First District, Division Three Finds No Abuse of Discretion In Awarding Substantial Fees Under Section 1021.5.

     Uphold Our Heritage, an organization of local citizens and architects/authors from around the world, successfully brought a mandamus action against Town of Woodside and Mr. Jobs, an individual seeking a permit to demolish the historic Jackling House Jackling House (built by a key figure in the American cooper industry and designed by George Washington Smith, a leading architect in the Spanish Colonial Revival style containing many unique cooper fixtures reflective of Jackling’s work in the mining industry). The Town certified an environmental impact report and conditionally authorized the demolition permit. Heritage obtained mandamus from the lower court to set aside approval of the demolition permit based on Town’s feasibility findings not being supported by substantial evidence. The appellate court affirmed the lower court ruling in a published decision. (See Uphold Our Heritage v. Town of Woodside, 147 Cal.App.4th 587 (2007).)

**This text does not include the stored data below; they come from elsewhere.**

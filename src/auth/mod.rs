pub mod cookie;
pub mod extractors;
pub mod middleware;
pub mod password;
pub mod token;

use lazy_static::lazy_static;
use serde::{Deserialize, Serialize};
use validator::{Validate, ValidationError};

use crate::models::UserResponse;

pub use cookie::{removal_cookie, session_cookie, ACCESS_TOKEN_COOKIE};
pub use extractors::{AuthenticatedUser, MaybeUser};
pub use middleware::AuthMiddleware;
pub use password::{hash_password, verify_password};
pub use token::{Claims, CurrentUser, TokenService};

lazy_static! {
    // Regex for username validation: alphanumeric, underscores, hyphens
    static ref USERNAME_REGEX: regex::Regex = regex::Regex::new(r"^[a-zA-Z0-9_-]+$").unwrap();
    static ref CODE_REGEX: regex::Regex = regex::Regex::new(r"^[0-9]{6}$").unwrap();
}

/// Path segments that would collide with a fixed `/users/*` route or a client page.
pub const RESERVED_USERNAMES: &[&str] = &[
    "register",
    "verify",
    "resend-verification",
    "login",
    "logout",
    "password",
    "auth",
    "dashboard",
    "settings",
    "404",
];

pub fn is_reserved_username(username: &str) -> bool {
    RESERVED_USERNAMES
        .iter()
        .any(|reserved| reserved.eq_ignore_ascii_case(username))
}

fn validate_not_reserved(username: &str) -> Result<(), ValidationError> {
    if is_reserved_username(username) {
        let mut error = ValidationError::new("reserved");
        error.message = Some("Username is reserved".into());
        return Err(error);
    }
    Ok(())
}

/// Payload for `POST /users/register`.
#[derive(Debug, Serialize, Deserialize, Validate)]
pub struct RegisterRequest {
    #[validate(email(message = "Invalid email address"))]
    pub email: String,
    /// 3 to 20 characters: letters, digits, underscores or hyphens.
    #[validate(
        length(min = 3, max = 20, message = "Username must be 3 to 20 characters"),
        regex(
            path = "USERNAME_REGEX",
            message = "Username must be alphanumeric, underscores, or hyphens"
        ),
        custom = "validate_not_reserved"
    )]
    pub username: String,
    #[validate(length(min = 6, max = 64, message = "Password must be 6 to 64 characters"))]
    pub password: String,
}

/// Payload for `POST /users/login`. `login` is an email address or a username.
#[derive(Debug, Serialize, Deserialize, Validate)]
pub struct LoginRequest {
    #[validate(length(min = 3, max = 255))]
    pub login: String,
    #[validate(length(min = 1, max = 64))]
    pub password: String,
}

#[derive(Debug, Serialize, Deserialize, Validate)]
#[serde(rename_all = "camelCase")]
pub struct VerifyRequest {
    pub user_id: i64,
    #[validate(regex(path = "CODE_REGEX", message = "Code must be 6 digits"))]
    pub code: String,
}

#[derive(Debug, Serialize, Deserialize)]
#[serde(rename_all = "camelCase")]
pub struct ResendVerificationRequest {
    pub user_id: i64,
}

#[derive(Debug, Serialize, Deserialize, Validate)]
pub struct PasswordResetRequest {
    #[validate(email(message = "Invalid email address"))]
    pub email: String,
}

#[derive(Debug, Serialize, Deserialize, Validate)]
pub struct PasswordVerifyRequest {
    #[validate(email(message = "Invalid email address"))]
    pub email: String,
    #[validate(regex(path = "CODE_REGEX", message = "Code must be 6 digits"))]
    pub code: String,
}

#[derive(Debug, Serialize, Deserialize, Validate)]
#[serde(rename_all = "camelCase")]
pub struct ChangePasswordRequest {
    #[validate(length(min = 6, max = 64, message = "Password must be 6 to 64 characters"))]
    pub new_password: String,
}

/// Returned by every endpoint that starts a session. The token is also set
/// as the `access_token` cookie.
#[derive(Debug, Serialize, Deserialize)]
pub struct AuthResponse {
    pub token: String,
    pub user: UserResponse,
}

/// Trims and lower-cases an email address before it is stored or looked up.
pub fn normalize_email(email: &str) -> String {
    email.trim().to_lowercase()
}

#[cfg(test)]
mod tests {
    use super::*;

    #[test]
    fn test_login_request_validation() {
        let valid_login = LoginRequest {
            login: "test@example.com".to_string(),
            password: "password123".to_string(),
        };
        assert!(valid_login.validate().is_ok());

        let username_login = LoginRequest {
            login: "tester".to_string(),
            password: "password123".to_string(),
        };
        assert!(username_login.validate().is_ok());

        let short_login = LoginRequest {
            login: "ab".to_string(),
            password: "password123".to_string(),
        };
        assert!(short_login.validate().is_err());

        let empty_password = LoginRequest {
            login: "tester".to_string(),
            password: String::new(),
        };
        assert!(empty_password.validate().is_err());
    }

    #[test]
    fn test_register_request_validation() {
        let valid_register = RegisterRequest {
            username: "test_user-123".to_string(),
            email: "test@example.com".to_string(),
            password: "password123".to_string(),
        };
        assert!(valid_register.validate().is_ok());

        let invalid_username_register = RegisterRequest {
            username: "test user!".to_string(),
            email: "test@example.com".to_string(),
            password: "password123".to_string(),
        };
        assert!(invalid_username_register.validate().is_err());

        let short_username_register = RegisterRequest {
            username: "tu".to_string(),
            email: "test@example.com".to_string(),
            password: "password123".to_string(),
        };
        assert!(short_username_register.validate().is_err());

        let long_username_register = RegisterRequest {
            username: "a".repeat(21),
            email: "test@example.com".to_string(),
            password: "password123".to_string(),
        };
        assert!(long_username_register.validate().is_err());

        let long_password_register = RegisterRequest {
            username: "tester".to_string(),
            email: "test@example.com".to_string(),
            password: "x".repeat(65),
        };
        assert!(long_password_register.validate().is_err());

        let invalid_email_register = RegisterRequest {
            username: "tester".to_string(),
            email: "testexample.com".to_string(),
            password: "password123".to_string(),
        };
        assert!(invalid_email_register.validate().is_err());

        for reserved in ["logout", "Login", "resend-verification", "dashboard"] {
            let register = RegisterRequest {
                username: reserved.to_string(),
                email: "test@example.com".to_string(),
                password: "password123".to_string(),
            };
            assert!(register.validate().is_err(), "{:?} should be reserved", reserved);
        }
    }

    #[test]
    fn test_code_format() {
        let ok = VerifyRequest {
            user_id: 1,
            code: "012345".to_string(),
        };
        assert!(ok.validate().is_ok());

        for code in ["12345", "1234567", "12a456", ""] {
            let bad = PasswordVerifyRequest {
                email: "test@example.com".to_string(),
                code: code.to_string(),
            };
            assert!(bad.validate().is_err(), "{:?} should be rejected", code);
        }
    }

    #[test]
    fn test_camel_case_payloads() {
        let verify: VerifyRequest =
            serde_json::from_str(r#"{"userId": 4, "code": "123456"}"#).unwrap();
        assert_eq!(verify.user_id, 4);

        let change: ChangePasswordRequest =
            serde_json::from_str(r#"{"newPassword": "secret123"}"#).unwrap();
        assert_eq!(change.new_password, "secret123");
    }

    #[test]
    fn test_normalize_email() {
        assert_eq!(normalize_email("  Jane.Doe@Example.COM "), "jane.doe@example.com");
    }
}
//!
//! # Error Handling
//!
//! `AppError` is the single error type returned by every handler. It implements
//! `actix_web::error::ResponseError`, so handlers can bubble failures up with `?`
//! and the client always receives a JSON body of the form `{"error": "..."}`.
//!
//! Conversions exist for the lower layers (`sqlx`, `validator`, `jsonwebtoken`,
//! `bcrypt` and the storage layer) so that they compose with the `?` operator.

use actix_web::{error::ResponseError, http::StatusCode, HttpResponse};
use serde_json::json;
use std::fmt;
use validator::ValidationErrors;

use crate::store::StoreError;

/// Represents all possible errors that can occur within the application.
#[derive(Debug)]
pub enum AppError {
    /// Authentication is missing or invalid (HTTP 401).
    Unauthorized(String),
    /// The caller is authenticated but may not perform the action (HTTP 403).
    Forbidden(String),
    /// The account exists but its email address has not been confirmed yet (HTTP 403).
    /// Carries the user id so the client can continue with the verification step.
    Unverified(i64),
    /// Malformed or semantically invalid request (HTTP 400).
    BadRequest(String),
    /// The requested resource does not exist (HTTP 404).
    NotFound(String),
    /// A uniqueness constraint would be violated (HTTP 409).
    Conflict(String),
    /// The caller has to wait before repeating the request (HTTP 429).
    TooManyRequests(String),
    /// Unexpected server-side failure (HTTP 500).
    InternalServerError(String),
    /// Failure inside the storage layer (HTTP 500).
    DatabaseError(String),
    /// Input validation failed (HTTP 422).
    ValidationError(String),
}

impl fmt::Display for AppError {
    fn fmt(&self, f: &mut fmt::Formatter) -> fmt::Result {
        match self {
            AppError::Unauthorized(msg) => write!(f, "Unauthorized: {}", msg),
            AppError::Forbidden(msg) => write!(f, "Forbidden: {}", msg),
            AppError::Unverified(user_id) => write!(f, "User not verified: {}", user_id),
            AppError::BadRequest(msg) => write!(f, "Bad Request: {}", msg),
            AppError::NotFound(msg) => write!(f, "Not Found: {}", msg),
            AppError::Conflict(msg) => write!(f, "Conflict: {}", msg),
            AppError::TooManyRequests(msg) => write!(f, "Too Many Requests: {}", msg),
            AppError::InternalServerError(msg) => write!(f, "Internal Server Error: {}", msg),
            AppError::DatabaseError(msg) => write!(f, "Database Error: {}", msg),
            AppError::ValidationError(msg) => write!(f, "Validation Error: {}", msg),
        }
    }
}

impl ResponseError for AppError {
    fn status_code(&self) -> StatusCode {
        match self {
            AppError::Unauthorized(_) => StatusCode::UNAUTHORIZED,
            AppError::Forbidden(_) | AppError::Unverified(_) => StatusCode::FORBIDDEN,
            AppError::BadRequest(_) => StatusCode::BAD_REQUEST,
            AppError::NotFound(_) => StatusCode::NOT_FOUND,
            AppError::Conflict(_) => StatusCode::CONFLICT,
            AppError::TooManyRequests(_) => StatusCode::TOO_MANY_REQUESTS,
            AppError::InternalServerError(_) | AppError::DatabaseError(_) => {
                StatusCode::INTERNAL_SERVER_ERROR
            }
            AppError::ValidationError(_) => StatusCode::UNPROCESSABLE_ENTITY,
        }
    }

    fn error_response(&self) -> HttpResponse {
        let status = self.status_code();
        if status.is_server_error() {
            log::error!("{}", self);
        } else {
            log::warn!("{}", self);
        }

        match self {
            AppError::Unverified(user_id) => HttpResponse::build(status).json(json!({
                "error": "User not verified",
                "userId": user_id
            })),
            // Internal details stay in the log.
            AppError::DatabaseError(_) => HttpResponse::build(status).json(json!({
                "error": "Database error"
            })),
            AppError::Unauthorized(msg)
            | AppError::Forbidden(msg)
            | AppError::BadRequest(msg)
            | AppError::NotFound(msg)
            | AppError::Conflict(msg)
            | AppError::TooManyRequests(msg)
            | AppError::InternalServerError(msg)
            | AppError::ValidationError(msg) => HttpResponse::build(status).json(json!({
                "error": msg
            })),
        }
    }
}

/// `RowNotFound` becomes `NotFound`; everything else is a `DatabaseError`.
impl From<sqlx::Error> for AppError {
    fn from(error: sqlx::Error) -> AppError {
        match error {
            sqlx::Error::RowNotFound => AppError::NotFound("Record not found".into()),
            _ => AppError::DatabaseError(error.to_string()),
        }
    }
}

impl From<StoreError> for AppError {
    fn from(error: StoreError) -> AppError {
        match error {
            StoreError::Conflict(field) => AppError::Conflict(format!("{} already taken", field)),
            StoreError::UnknownSkill(id) => AppError::BadRequest(format!("Unknown skill: {}", id)),
            StoreError::Database(msg) => AppError::DatabaseError(msg),
        }
    }
}

impl From<ValidationErrors> for AppError {
    fn from(error: ValidationErrors) -> AppError {
        AppError::ValidationError(error.to_string())
    }
}

impl From<jsonwebtoken::errors::Error> for AppError {
    fn from(error: jsonwebtoken::errors::Error) -> AppError {
        AppError::Unauthorized(error.to_string())
    }
}

impl From<bcrypt::BcryptError> for AppError {
    fn from(error: bcrypt::BcryptError) -> AppError {
        AppError::InternalServerError(error.to_string())
    }
}
use serde::{Deserialize, Serialize};

#[derive(Debug, Clone, Copy, Serialize, Deserialize)]
#[serde(rename_all = "camelCase")]
pub struct FollowRequest {
    pub followed_id: i64,
}

#[derive(Debug, Clone, Copy, Serialize, Deserialize)]
#[serde(rename_all = "camelCase")]
pub struct UnfollowRequest {
    pub unfollowed_id: i64,
}
use actix_web::cookie::{time::Duration as CookieDuration, Cookie, SameSite};

/// Name of the HttpOnly cookie carrying the access token.
pub const ACCESS_TOKEN_COOKIE: &str = "access_token";

/// Builds the session cookie for a freshly issued token.
pub fn session_cookie(token: &str, ttl: chrono::Duration, secure: bool) -> Cookie<'static> {
    Cookie::build(ACCESS_TOKEN_COOKIE, token.to_owned())
        .path("/")
        .http_only(true)
        .same_site(SameSite::Lax)
        .secure(secure)
        .max_age(CookieDuration::seconds(ttl.num_seconds()))
        .finish()
}

/// A cookie that makes the browser drop the session.
pub fn removal_cookie(secure: bool) -> Cookie<'static> {
    let mut cookie = Cookie::build(ACCESS_TOKEN_COOKIE, "")
        .path("/")
        .http_only(true)
        .same_site(SameSite::Lax)
        .secure(secure)
        .finish();
    cookie.make_removal();
    cookie
}

#[cfg(test)]
mod tests {
    use super::*;

    #[test]
    fn test_session_cookie_attributes() {
        let cookie = session_cookie("abc.def.ghi", chrono::Duration::hours(12), false);

        assert_eq!(cookie.name(), ACCESS_TOKEN_COOKIE);
        assert_eq!(cookie.value(), "abc.def.ghi");
        assert_eq!(cookie.path(), Some("/"));
        assert_eq!(cookie.http_only(), Some(true));
        assert_eq!(cookie.same_site(), Some(SameSite::Lax));
        assert_eq!(cookie.max_age(), Some(CookieDuration::hours(12)));
        assert_ne!(cookie.secure(), Some(true));
    }

    #[test]
    fn test_removal_cookie_expires_immediately() {
        let cookie = removal_cookie(true);

        assert_eq!(cookie.value(), "");
        assert_eq!(cookie.max_age(), Some(CookieDuration::ZERO));
        assert_eq!(cookie.secure(), Some(true));
    }
}
use chrono::{DateTime, Utc};
use serde::{Deserialize, Serialize};
use std::fmt;
use std::str::FromStr;
use validator::Validate;

use crate::error::AppError;

/// Where the work was performed.
#[derive(Debug, Clone, Copy, PartialEq, Eq, Serialize, Deserialize)]
#[serde(rename_all = "kebab-case")]
pub enum LocationType {
    OnSite,
    Remote,
    Hybrid,
}

impl LocationType {
    pub fn as_str(&self) -> &'static str {
        match self {
            LocationType::OnSite => "on-site",
            LocationType::Remote => "remote",
            LocationType::Hybrid => "hybrid",
        }
    }
}

impl FromStr for LocationType {
    type Err = UnknownVariant;

    fn from_str(s: &str) -> Result<Self, Self::Err> {
        match s {
            "on-site" => Ok(LocationType::OnSite),
            "remote" => Ok(LocationType::Remote),
            "hybrid" => Ok(LocationType::Hybrid),
            other => Err(UnknownVariant(other.to_string())),
        }
    }
}

/// Contract form of the position.
#[derive(Debug, Clone, Copy, PartialEq, Eq, Serialize, Deserialize)]
#[serde(rename_all = "kebab-case")]
pub enum EmploymentType {
    FullTime,
    PartTime,
    Contract,
    Freelance,
    Internship,
}

impl EmploymentType {
    pub fn as_str(&self) -> &'static str {
        match self {
            EmploymentType::FullTime => "full-time",
            EmploymentType::PartTime => "part-time",
            EmploymentType::Contract => "contract",
            EmploymentType::Freelance => "freelance",
            EmploymentType::Internship => "internship",
        }
    }
}

impl FromStr for EmploymentType {
    type Err = UnknownVariant;

    fn from_str(s: &str) -> Result<Self, Self::Err> {
        match s {
            "full-time" => Ok(EmploymentType::FullTime),
            "part-time" => Ok(EmploymentType::PartTime),
            "contract" => Ok(EmploymentType::Contract),
            "freelance" => Ok(EmploymentType::Freelance),
            "internship" => Ok(EmploymentType::Internship),
            other => Err(UnknownVariant(other.to_string())),
        }
    }
}

/// A stored enum column held a value this build does not know.
#[derive(Debug, Clone, PartialEq, Eq)]
pub struct UnknownVariant(pub String);

impl fmt::Display for UnknownVariant {
    fn fmt(&self, f: &mut fmt::Formatter) -> fmt::Result {
        write!(f, "unknown variant `{}`", self.0)
    }
}

/// Payload for creating or replacing a timeline entry.
#[derive(Debug, Clone, Serialize, Deserialize, Validate)]
#[serde(rename_all = "camelCase")]
pub struct ExperienceInput {
    #[validate(length(min = 1, max = 255, message = "Wrong company name length"))]
    pub company_name: String,
    #[validate(length(min = 1, max = 255, message = "Wrong occupation length"))]
    pub occupation: String,
    #[validate(length(max = 255, message = "Wrong location name length"))]
    pub location_name: Option<String>,
    pub location_type: LocationType,
    pub employment_type: EmploymentType,
    pub start_date: DateTime<Utc>,
    pub end_date: Option<DateTime<Utc>>,
    #[serde(default)]
    pub is_current: bool,
    #[validate(length(min = 1, max = 5000, message = "Description is required"))]
    pub description: String,
}

impl ExperienceInput {
    /// Runs the field rules and the date-range rules.
    pub fn check(&self) -> Result<(), AppError> {
        self.validate()?;

        if let Some(end_date) = self.end_date {
            if self.is_current {
                return Err(AppError::ValidationError(
                    "A current position cannot have an end date".into(),
                ));
            }
            if end_date < self.start_date {
                return Err(AppError::ValidationError(
                    "End date must not precede start date".into(),
                ));
            }
        }

        Ok(())
    }
}

/// A timeline entry as returned by the API.
#[derive(Debug, Clone, PartialEq, Serialize, Deserialize)]
#[serde(rename_all = "camelCase")]
pub struct Experience {
    pub id: i64,
    pub user_id: i64,
    pub company_name: String,
    pub occupation: String,
    pub location_name: Option<String>,
    pub location_type: LocationType,
    pub employment_type: EmploymentType,
    pub start_date: DateTime<Utc>,
    pub end_date: Option<DateTime<Utc>>,
    pub is_current: bool,
    pub description: String,
}

impl Experience {
    pub fn new(id: i64, user_id: i64, input: &ExperienceInput) -> Self {
        Self {
            id,
            user_id,
            company_name: input.company_name.clone(),
            occupation: input.occupation.clone(),
            location_name: input.location_name.clone(),
            location_type: input.location_type,
            employment_type: input.employment_type,
            start_date: input.start_date,
            end_date: input.end_date,
            is_current: input.is_current,
            description: input.description.clone(),
        }
    }
}

#[cfg(test)]
mod tests {
    use super::*;
    use chrono::Duration;
    use serde_json::json;

    fn input() -> ExperienceInput {
        ExperienceInput {
            company_name: "Acme".to_string(),
            occupation: "Engineer".to_string(),
            location_name: Some("Berlin".to_string()),
            location_type: LocationType::Hybrid,
            employment_type: EmploymentType::FullTime,
            start_date: Utc::now() - Duration::days(400),
            end_date: None,
            is_current: true,
            description: "Built things".to_string(),
        }
    }

    #[test]
    fn test_wire_format_uses_kebab_case_variants() {
        let payload = json!({
            "companyName": "Acme",
            "occupation": "Engineer",
            "locationType": "on-site",
            "employmentType": "part-time",
            "startDate": "2021-03-01T00:00:00Z",
            "description": "Built things"
        });

        let parsed: ExperienceInput = serde_json::from_value(payload).unwrap();
        assert_eq!(parsed.location_type, LocationType::OnSite);
        assert_eq!(parsed.employment_type, EmploymentType::PartTime);
        assert!(!parsed.is_current);
        assert!(parsed.location_name.is_none());

        let bad = json!({
            "companyName": "Acme",
            "occupation": "Engineer",
            "locationType": "moon",
            "employmentType": "part-time",
            "startDate": "2021-03-01T00:00:00Z",
            "description": "Built things"
        });
        assert!(serde_json::from_value::<ExperienceInput>(bad).is_err());
    }

    #[test]
    fn test_enum_strings_round_trip_through_storage_form() {
        for location in [LocationType::OnSite, LocationType::Remote, LocationType::Hybrid] {
            assert_eq!(location.as_str().parse::<LocationType>(), Ok(location));
        }
        assert!("office".parse::<EmploymentType>().is_err());
        assert_eq!(
            "internship".parse::<EmploymentType>(),
            Ok(EmploymentType::Internship)
        );
    }

    #[test]
    fn test_check_accepts_valid_input() {
        assert!(input().check().is_ok());

        let mut finished = input();
        finished.is_current = false;
        finished.end_date = Some(Utc::now());
        assert!(finished.check().is_ok());
    }

    #[test]
    fn test_check_rejects_bad_fields() {
        let mut empty_company = input();
        empty_company.company_name = String::new();
        assert!(matches!(empty_company.check(), Err(AppError::ValidationError(_))));

        let mut long_description = input();
        long_description.description = "x".repeat(5001);
        assert!(long_description.check().is_err());
    }

    #[test]
    fn test_check_rejects_bad_dates() {
        let mut current_with_end = input();
        current_with_end.end_date = Some(Utc::now());
        assert!(matches!(current_with_end.check(), Err(AppError::ValidationError(_))));

        let mut reversed = input();
        reversed.is_current = false;
        reversed.end_date = Some(reversed.start_date - Duration::days(1));
        assert!(matches!(reversed.check(), Err(AppError::ValidationError(_))));
    }
}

     So, guess what happened next? You are right, Heritage filed a motion for attorney’s fees under Code of Civil Procedure section 1021.5, California’s private attorney general statute. The trial court awarded Heritage $403,548 in fees on this basis: lodestar of 581.8 hours at hourly rates ranging between $110-500 for attorneys/paralegals/law clerks (a total lodestar figure of $221,774), plus a 2.0 multiplier after credit for noncontingent fees paid, which reflected a reduction in some senior attorney hourly rates, an increase for one junior attorney’s hourly rate, and a reduction of the 2.8 multiplier requested by Heritage in the fee motion. Town/Mr. Jobs appealed.

     The First District, Division Three, in the 3-0 unpublished opinion of Uphold Our Heritage v. Town of Woodside, Case Nos. A120749 & A120757 (1st Dist., Div. 3 Nov. 12, 2008) (unpublished) authored by Acting Presiding Justice Pollak, affirmed despite the fact the award was substantial in nature.

     Driving the affirmance was the Court of Appeal’s perception that demolition of the home would have eliminated the historic value preservation possibilities for the public, a tangible public interest transcending Heritage’s private interests. Because Heritage was composed of diverse individuals, it did not matter that one member’s personal attachment to the house was at play. (See Mejia v. City of Los Angeles, 156 Cal.App.4th 151, 159 (2007).)

     Based on the Serrano factors, the appellate panel found that the trial court made proper reductions and increases in arriving at the lodestar, properly awarded paralegal time, and correctly enhanced with a multiplier based on the novel and problematic nature of the dispute. Justice Pollak also found it was appropriate to allow attorney compensation for medial public relations efforts. (See Davis v. City and County of San Francisco, 976 F.2d 1536, 1545 (9th Cir. 1992), rehg. denied, jdg. vacated in part and cause remanded, 984 F.2d 345 (9th Cir. 1993).) The panel finally observed that the 2.0 multiplier “is well within the range of acceptability,” citing Wershba v. Apple v. Computer, Inc., 91 Cal.App.4th 224, 255 (2001) [multipliers can range from 2 to 4 or even higher]; Chavez v. Netflix, Inc., 162 Cal.App.4th 43, 66 (2008) [2.5 multiplier was not out of line with prevailing case law and did not constitute abuse of discretion].